For Aristotle, the existence of the universe needs an explanation, as it could not have come from nothing.  There needs to be a cause for the universe.  Nothing comes from nothing so since there is something there must have been some other something that is its cause.  Aristotle rules out an infinite progression of causes, so that led to the conclusion that there must be a First Cause.  Likewise with Motion, there must have been a First Mover.

This argument was given support by modern science with the idea of the universe originating in a BIG BANG, a single event from a single point.

A site with material on this point  You can see also Stephen Hawking and the Mind of God for another view

Thomas Aquinas offered five somewhat similar arguments using ideas of the first mover, first cause, the sustainer,  the cause of excellence, the source of harmony

 Here is a sample of the pattern:

Premises:

  1. there exists a series of events

  2. the series of events exists as caused and not as uncaused(necessary)

  3. there must exist the necessary being that is the cause of all contingent being

Conclusion:

  1. there must exist the necessary being that is the cause of the whole series of beings

 First Way: The Argument From Motion

Aquinas had Five Proofs for the Existence of God. Let us consider his First argument, the so-called Argument from Motion. Aquinas begins with an observation:

 Of the things we observe, all things have been placed in motion. No thing has placed itself in motion.

 Working from the assumption that if a thing is in motion then it has been caused to be in motion by another thing, Aquinas also notes that an infinite chain of things-in-motion and things-causing-things-to-be-in-motion can not be correct. If an infinite chain or regression existed among things-in-motion and things-causing-things-to-be-in-motion then we could not account for the motion we observe. If we move backwards from the things we observe in motion to their cause, and then to that cause of motion within those things that caused motion, and so on, then we could continuing moving backwards ad infinitum. It would be like trying to count all of the points in a line segment, moving from point B to point A. We would never get to point A. Yet point A must exist as we know there is a line segment. Similarly, if the cause-and-effect chain did not have a starting point then we could not account for the motion we observe around us. Since there is motion, the cause and effect chain (accounting for motion) must have had a starting point. We now have a second point:

 The cause and effect relationship among things-being-moved and things-moving must have a starting point. At one point in time, the relationship was set in motion. Thus, there must be a First Cause which set all other things in motion. 

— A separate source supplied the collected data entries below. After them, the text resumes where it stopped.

//! Scan de cards em andamento que precisam de atualização do responsável
//!
//! Um card precisa de atualização quando o responsável não comentou nele dentro
//! da janela configurada (24h por padrão) com algo que pareça um status.

use crate::config::settings::TrackerSettings;
use crate::config::TeamDirectory;
use crate::models::{Assignment, CardUpdateStatus, Priority, ScanOptions, ScanReport};
use crate::services::assignment::{AssignmentContext, AssignmentDetector};
use crate::services::reminder_tracker::ReminderTracker;
use crate::utils::logging::log_scan_summary;
use crate::utils::AppResult;
use chrono::{DateTime, Utc};
use futures_util::stream::{self, StreamExt};
use std::collections::{HashMap, HashSet};
use std::sync::Arc;
use std::time::Instant;
use tokio::sync::RwLock;
use trello::matching::{names_match, normalize};
use trello::{map_board_members, BoardList, BoardService, Card, Checklist, CommentAction, MemberMapping};

const COMMENT_LIMIT: u32 = 50;
const NO_UPDATE_HOURS: f64 = 999.0;
const SUBSTANTIAL_COMMENT_CHARS: usize = 20;

const UPDATE_KEYWORDS: &[&str] = &[
    "progress",
    "completed",
    "working on",
    "finished",
    "done",
    "update",
    "status",
    "started",
    "implementing",
    "fixed",
    "issue",
    "blocker",
    "challenge",
    "estimate",
    "timeline",
    "percentage",
    "%",
];
use tracing::{debug, error, info, warn};

pub fn log_request_received(endpoint: &str, method: &str) {
    info!("Request received: {} {}", method, endpoint);
}

pub fn log_request_processed(endpoint: &str, status: u16, duration_ms: u64) {
    info!(
        "Request processed: {} - Status: {} - Duration: {}ms",
        endpoint, status, duration_ms
    );
}

pub fn log_config_loaded(env: &str) {
    info!("Configuration loaded successfully for environment: {}", env);
}

pub fn log_server_startup(port: u16) {
    info!("🚀 Meeting-Trello middleware server starting on port {}", port);
}

pub fn log_server_ready(port: u16) {
    info!("✅ Server ready and listening on http://0.0.0.0:{}", port);
}

pub fn log_health_check() {
    debug!("Health check requested");
}

pub fn log_integration_status_check() {
    debug!("Integration status check requested");
}

pub fn log_trello_api_error(operation: &str, card_id: Option<&str>, error: &str) {
    error!(
        "❌ Trello API error: {} - Card: {:?} - Error: {}",
        operation, card_id, error
    );
}

pub fn log_whatsapp_sent(chat_id: &str, kind: &str, cards: usize) {
    info!("📱 WhatsApp {} enviado para {} ({} cards)", kind, chat_id, cards);
}

pub fn log_whatsapp_error(chat_id: &str, error: &str) {
    error!("❌ Falha no envio WhatsApp para {}: {}", chat_id, error);
}

pub fn log_reminder_incremented(card_id: &str, user: &str, count: u32, escalated: bool) {
    if escalated {
        warn!(
            "🚨 Lembrete #{} para {} no card {} - ESCALADO",
            count, user, card_id
        );
    } else {
        info!("🔔 Lembrete #{} para {} no card {}", count, user, card_id);
    }
}

pub fn log_escalation_sent(users: usize, cards: usize) {
    warn!(
        "🚨 Escalação enviada ao grupo: {} responsáveis, {} cards",
        users, cards
    );
}

pub fn log_scan_summary(board: &str, total: usize, needing_updates: usize, duration_ms: u64) {
    info!(
        "📋 Scan do board '{}': {} cards, {} precisam de atualização ({}ms)",
        board, total, needing_updates, duration_ms
    );
}

pub fn log_info(message: &str) {
    info!("{}", message);
}

pub fn log_error(message: &str) {
    error!("{}", message);
}

pub fn log_warning(message: &str) {
    warn!("{}", message);
}
/// Middleware de autenticação para as rotas /api
///
/// Valida que a requisição contém o header `X-Admin-Key` correto.
///
/// - Em desenvolvimento: sem `ADMIN_API_KEY` configurado, permite acesso (warning no log)
/// - Em produção (`RUST_ENV=production`): sem key configurado, bloqueia (503)
/// - Key errado ou ausente: 401

use axum::{
    extract::{Request, State},
    http::{HeaderMap, StatusCode},
    middleware::Next,
    response::{IntoResponse, Response},
    Json,
};
use serde_json::json;

pub const ADMIN_KEY_HEADER: &str = "X-Admin-Key";

#[derive(Debug, Clone, Default)]
pub struct AdminAuth {
    expected_key: Option<String>,
    production: bool,
}

impl AdminAuth {
    pub fn new(expected_key: Option<String>, production: bool) -> Self {
        Self {
            expected_key: expected_key.filter(|k| !k.trim().is_empty()),
            production,
        }
    }

    pub fn is_configured(&self) -> bool {
        self.expected_key.is_some()
    }
}

pub async fn require_admin_key(
    State(auth): State<AdminAuth>,
    headers: HeaderMap,
    request: Request,
    next: Next,
) -> Result<Response, Response> {
    let provided_key = headers.get(ADMIN_KEY_HEADER).and_then(|v| v.to_str().ok());

    match (auth.expected_key.as_deref(), provided_key, auth.production) {
        (Some(expected), Some(provided), _) if expected == provided => {
            tracing::debug!("✅ Admin access granted");
            Ok(next.run(request).await)
        }

        (Some(_), provided, _) => {
            tracing::warn!(
                "❌ Admin access denied - Invalid or missing X-Admin-Key: {:?}",
                provided.map(|_| "<redacted>")
            );
            Err(unauthorized_response())
        }

        (None, _, false) => {
            tracing::warn!(
                "⚠️  ADMIN_API_KEY not configured - Allowing access in development mode. \
                 Configure ADMIN_API_KEY in production!"
            );
            Ok(next.run(request).await)
        }

        (None, _, true) => {
            tracing::error!("🚨 ADMIN_API_KEY not configured in production! Blocking API access.");
            Err(service_unavailable_response())
        }
    }
}

fn unauthorized_response() -> Response {
    (
        StatusCode::UNAUTHORIZED,
        Json(json!({
            "error": "Unauthorized",
            "message": "Missing or invalid X-Admin-Key header",
            "status": 401
        })),
    )
        .into_response()
}

fn service_unavailable_response() -> Response {
    (
        StatusCode::SERVICE_UNAVAILABLE,
        Json(json!({
            "error": "Service Unavailable",
            "message": "ADMIN_API_KEY not configured on server",
            "status": 503
        })),
    )
        .into_response()
}

#[cfg(test)]
mod tests {
    use super::*;
    use axum::{body::Body, middleware::from_fn_with_state, routing::get, Router};
    use tower::ServiceExt;

    fn app(auth: AdminAuth) -> Router {
        Router::new()
            .route("/api/ping", get(|| async { "pong" }))
            .layer(from_fn_with_state(auth, require_admin_key))
    }

    async fn status(auth: AdminAuth, key: Option<&str>) -> StatusCode {
        let mut builder = Request::builder().uri("/api/ping");
        if let Some(key) = key {
            builder = builder.header(ADMIN_KEY_HEADER, key);
        }
        app(auth)
            .oneshot(builder.body(Body::empty()).unwrap())
            .await
            .unwrap()
            .status()
    }

    #[tokio::test]
    async fn test_valid_key() {
        let auth = AdminAuth::new(Some("secret".into()), true);
        assert_eq!(status(auth, Some("secret")).await, StatusCode::OK);
    }

    #[tokio::test]
    async fn test_wrong_or_missing_key() {
        let auth = AdminAuth::new(Some("secret".into()), false);
        assert_eq!(status(auth.clone(), Some("nope")).await, StatusCode::UNAUTHORIZED);
        assert_eq!(status(auth, None).await, StatusCode::UNAUTHORIZED);
    }

    #[tokio::test]
    async fn test_unconfigured_key() {
        assert_eq!(status(AdminAuth::new(None, false), None).await, StatusCode::OK);
        assert_eq!(
            status(AdminAuth::new(Some("  ".into()), true), Some("x")).await,
            StatusCode::SERVICE_UNAVAILABLE
        );
    }
}
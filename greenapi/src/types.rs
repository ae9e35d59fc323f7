//! Payloads da Green API

use serde::{Deserialize, Serialize};

/// Corpo de `sendMessage`
#[derive(Debug, Clone, Serialize)]
#[serde(rename_all = "camelCase")]
pub struct SendMessageRequest<'a> {
    pub chat_id: &'a str,
    pub message: &'a str,
}

/// Resposta de `sendMessage`
#[derive(Debug, Clone, PartialEq, Eq, Serialize, Deserialize)]
#[serde(rename_all = "camelCase")]
pub struct SendMessageResponse {
    pub id_message: String,
}

/// Resposta de `getStateInstance`
#[derive(Debug, Clone, PartialEq, Eq, Serialize, Deserialize)]
#[serde(rename_all = "camelCase")]
pub struct StateInstance {
    pub state_instance: String,
}

impl StateInstance {
    /// Instância autenticada no WhatsApp e pronta para enviar
    pub fn is_authorized(&self) -> bool {
        self.state_instance == "authorized"
    }
}
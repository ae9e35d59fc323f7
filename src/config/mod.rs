pub mod settings;
pub mod team;

pub use settings::Settings;
pub use team::{TeamDirectory, TeamMember};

What else can we know about the First Cause? The first cause must have been uncaused. If it were caused by another thing, then we have not resolved the problem of the infinite regression. So, in order to account for the motion that we observe, it is necessary to posit a beginning to the cause and effect relationship underlying the observed motion. It is also necessary to claim that the First Cause has not been caused by some other thing. It is not set in motion by another entity.

 The First Cause is also the Unmoved Mover. The Unmoved Mover is that being whom set all other entities in motion and is the cause of all other beings. For Aquinas, the Unmoved Mover is that which we call God.

For Aquinas the term motion meant not just motion as with billiard balls moving from point A to point B or a thing literally moving from one place to another. Another sense of the term motion is one that appreciates the Aristotelian sense of moving from a state of potentiality towards a state of actuality. When understood in this way, motion reflects the becoming inherent in the world around us. God as First Cause becomes that entity which designed and set in motion all things in their quest to become. In the least, it is a more poetic understanding of motion.

St. Thomas Aquinas (1224-1274) was a theologian, Aristotelian scholar, and philosopher. Called the Doctor Angelicus (the Angelic Doctor,) Aquinas is considered one the greatest Christian philosophers to have ever lived. 

Much of St. Thomas's thought is an attempt to understand Christian orthodoxy in terms of Aristotelian philosophy. His five proofs for the existence of God take "as givens" some of Aristotle's assertions concerning being and the principles of being (the study of being and its principles is known as metaphysics within philosophy). Before analyzing further the first of Aquinas' Five Ways, let us examine some of the Aristotelian underpinnings at work within St. Thomas' philosophy.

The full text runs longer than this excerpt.